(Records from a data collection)
┌──
//! JSON endpoints for regulated loads and saves, plus session issuance.
//!
//! Load and save follow the same pipeline: authenticate the bearer token,
//! enforce against the principal's effective metadata, then hand the
//! regulated request to the executor. Rejections never reach the executor.

use std::time::Instant;

use axum::{
    extract::{rejection::JsonRejection, State},
    http::{HeaderMap, StatusCode},
    response::{IntoResponse, Response},
    Json,
};
use serde::Serialize;
use serde_json::{json, Value};

use dsoguard_core::error::{ClientCode, GuardError};
use dsoguard_core::protocol::{LoadRequest, SaveRequest};
use dsoguard_core::Principal;

use crate::app_state::AppState;
use crate::config::SessionSeed;
use crate::context::authenticate;

/// Error returned by every gateway endpoint.
#[derive(Debug, thiserror::Error)]
#[error(transparent)]
pub struct ApiError(#[from] pub GuardError);

impl ApiError {
    pub fn status(&self) -> StatusCode {
        match self.0.client_code() {
            ClientCode::BadRequest | ClientCode::UnsupportedVersion => StatusCode::BAD_REQUEST,
            ClientCode::AuthFailed => StatusCode::UNAUTHORIZED,
            ClientCode::NotPermitted => StatusCode::FORBIDDEN,
            ClientCode::NotFound => StatusCode::NOT_FOUND,
            ClientCode::Misconfigured | ClientCode::Internal => StatusCode::INTERNAL_SERVER_ERROR,
        }
    }
}

impl From<JsonRejection> for ApiError {
    fn from(rejection: JsonRejection) -> Self {
        ApiError(GuardError::BadRequest(rejection.body_text()))
    }
}

#[derive(Debug, Serialize)]
pub struct ErrorResponse {
    pub error: ErrorBody,
}

#[derive(Debug, Serialize)]
pub struct ErrorBody {
    pub code: &'static str,
    pub message: String,
}

impl IntoResponse for ApiError {
    fn into_response(self) -> Response {
        let status = self.status();
        let message = match &self.0 {
            GuardError::Internal(detail) => {
                tracing::error!(%detail, "internal error");
                "internal error".to_string()
            }
            other => other.to_string(),
        };
        let body = ErrorResponse {
            error: ErrorBody {
                code: self.0.client_code().as_str(),
                message,
            },
        };
        (status, Json(body)).into_response()
    }
}

const ROUTE_LOAD: &str = "load";
const ROUTE_SAVE: &str = "save";
const ROUTE_SESSION: &str = "session";

fn rejected(state: &AppState, route: &str, err: GuardError) -> ApiError {
    state
        .metrics()
        .rejections
        .inc(&[("route", route), ("code", err.client_code().as_str())]);
    ApiError(err)
}

pub async fn load(
    State(state): State<AppState>,
    headers: HeaderMap,
    body: Result<Json<LoadRequest>, JsonRejection>,
) -> Result<Json<Value>, ApiError> {
    state.metrics().requests.inc(&[("route", ROUTE_LOAD)]);

    let principal =
        authenticate(state.sessions(), &headers).map_err(|e| rejected(&state, ROUTE_LOAD, e))?;
    let Json(request) = body.map_err(|r| rejected(&state, ROUTE_LOAD, ApiError::from(r).0))?;

    let started = Instant::now();
    let loader = state.catalog().loader_for(principal.as_ref());
    let regulated = state
        .enforcer()
        .enforce_load(request, principal.as_ref(), &loader);
    state
        .metrics()
        .enforce_duration
        .observe(&[("route", ROUTE_LOAD)], started.elapsed());
    let regulated = regulated.map_err(|e| rejected(&state, ROUTE_LOAD, e))?;

    for (model, dropped) in regulated.operation_models.iter().zip(&regulated.dropped) {
        if !dropped.is_empty() {
            state.metrics().dropped_fields.add(
                &[("entity", model.object_name.as_str())],
                dropped.len() as u64,
            );
        }
    }
    tracing::debug!(
        models = regulated.operation_models.len(),
        dropped = regulated.dropped_count(),
        "load regulated"
    );

    let executor = state.executor();
    executor.load(regulated).await.map(Json).map_err(|e| {
        state
            .metrics()
            .executor_errors
            .inc(&[("route", ROUTE_LOAD), ("executor", executor.name())]);
        ApiError(e)
    })
}

pub async fn save(
    State(state): State<AppState>,
    headers: HeaderMap,
    body: Result<Json<SaveRequest>, JsonRejection>,
) -> Result<Json<Value>, ApiError> {
    state.metrics().requests.inc(&[("route", ROUTE_SAVE)]);

    let principal =
        authenticate(state.sessions(), &headers).map_err(|e| rejected(&state, ROUTE_SAVE, e))?;
    let Json(request) = body.map_err(|r| rejected(&state, ROUTE_SAVE, ApiError::from(r).0))?;

    let started = Instant::now();
    let loader = state.catalog().loader_for(principal.as_ref());
    let regulated = state
        .enforcer()
        .enforce_save(request, principal.as_ref(), &loader);
    state
        .metrics()
        .enforce_duration
        .observe(&[("route", ROUTE_SAVE)], started.elapsed());
    let regulated = regulated.map_err(|e| rejected(&state, ROUTE_SAVE, e))?;
    tracing::debug!(operations = regulated.operations.len(), "save regulated");

    let executor = state.executor();
    executor.save(regulated).await.map(Json).map_err(|e| {
        state
            .metrics()
            .executor_errors
            .inc(&[("route", ROUTE_SAVE), ("executor", executor.name())]);
        ApiError(e)
    })
}

/// Register a session that expires after `auth.session_ttl_secs`.
///
/// Only admin principals may issue sessions; this is the hook an upstream
/// identity service uses once it has authenticated a user.
pub async fn issue_session(
    State(state): State<AppState>,
    headers: HeaderMap,
    body: Result<Json<SessionSeed>, JsonRejection>,
) -> Result<(StatusCode, Json<Value>), ApiError> {
    state.metrics().requests.inc(&[("route", ROUTE_SESSION)]);

    let caller =
        authenticate(state.sessions(), &headers).map_err(|e| rejected(&state, ROUTE_SESSION, e))?;
    if !caller.is_admin() {
        let denied = GuardError::NotPermitted {
            operation: "Create",
            entity: "session".to_string(),
        };
        return Err(rejected(&state, ROUTE_SESSION, denied));
    }
    let Json(grant) = body.map_err(|r| rejected(&state, ROUTE_SESSION, ApiError::from(r).0))?;

    let token = grant.token.trim();
    if token.is_empty() {
        let err = GuardError::BadRequest("session token must not be empty".into());
        return Err(rejected(&state, ROUTE_SESSION, err));
    }
    let principal = grant.principal(&state.cfg().auth.admin_profile);
    if !state.sessions().insert(token, principal) {
        let err = GuardError::BadRequest("session token already in use".into());
        return Err(rejected(&state, ROUTE_SESSION, err));
    }

    let ttl = state.sessions().ttl().as_secs();
    tracing::info!(profile = %grant.profile, ttl_secs = ttl, "session issued");
    Ok((
        StatusCode::CREATED,
        Json(json!({ "profile": grant.profile, "expiresInSecs": ttl })),
    ))
}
└──
§ WHAT IS REQUIRED: The first line of the entries above and every line after it, up to and including the line with "impl IntoResponse for", should be set down exactly.

§ TASK RESULT:
//! JSON endpoints for regulated loads and saves, plus session issuance.
//!
//! Load and save follow the same pipeline: authenticate the bearer token,
//! enforce against the principal's effective metadata, then hand the
//! regulated request to the executor. Rejections never reach the executor.

use std::time::Instant;

use axum::{
    extract::{rejection::JsonRejection, State},
    http::{HeaderMap, StatusCode},
    response::{IntoResponse, Response},
    Json,
};
use serde::Serialize;
use serde_json::{json, Value};

use dsoguard_core::error::{ClientCode, GuardError};
use dsoguard_core::protocol::{LoadRequest, SaveRequest};
use dsoguard_core::Principal;

use crate::app_state::AppState;
use crate::config::SessionSeed;
use crate::context::authenticate;

/// Error returned by every gateway endpoint.
#[derive(Debug, thiserror::Error)]
#[error(transparent)]
pub struct ApiError(#[from] pub GuardError);

impl ApiError {
    pub fn status(&self) -> StatusCode {
        match self.0.client_code() {
            ClientCode::BadRequest | ClientCode::UnsupportedVersion => StatusCode::BAD_REQUEST,
            ClientCode::AuthFailed => StatusCode::UNAUTHORIZED,
            ClientCode::NotPermitted => StatusCode::FORBIDDEN,
            ClientCode::NotFound => StatusCode::NOT_FOUND,
            ClientCode::Misconfigured | ClientCode::Internal => StatusCode::INTERNAL_SERVER_ERROR,
        }
    }
}

impl From<JsonRejection> for ApiError {
    fn from(rejection: JsonRejection) -> Self {
        ApiError(GuardError::BadRequest(rejection.body_text()))
    }
}

#[derive(Debug, Serialize)]
pub struct ErrorResponse {
    pub error: ErrorBody,
}

#[derive(Debug, Serialize)]
pub struct ErrorBody {
    pub code: &'static str,
    pub message: String,
}

impl IntoResponse for ApiError {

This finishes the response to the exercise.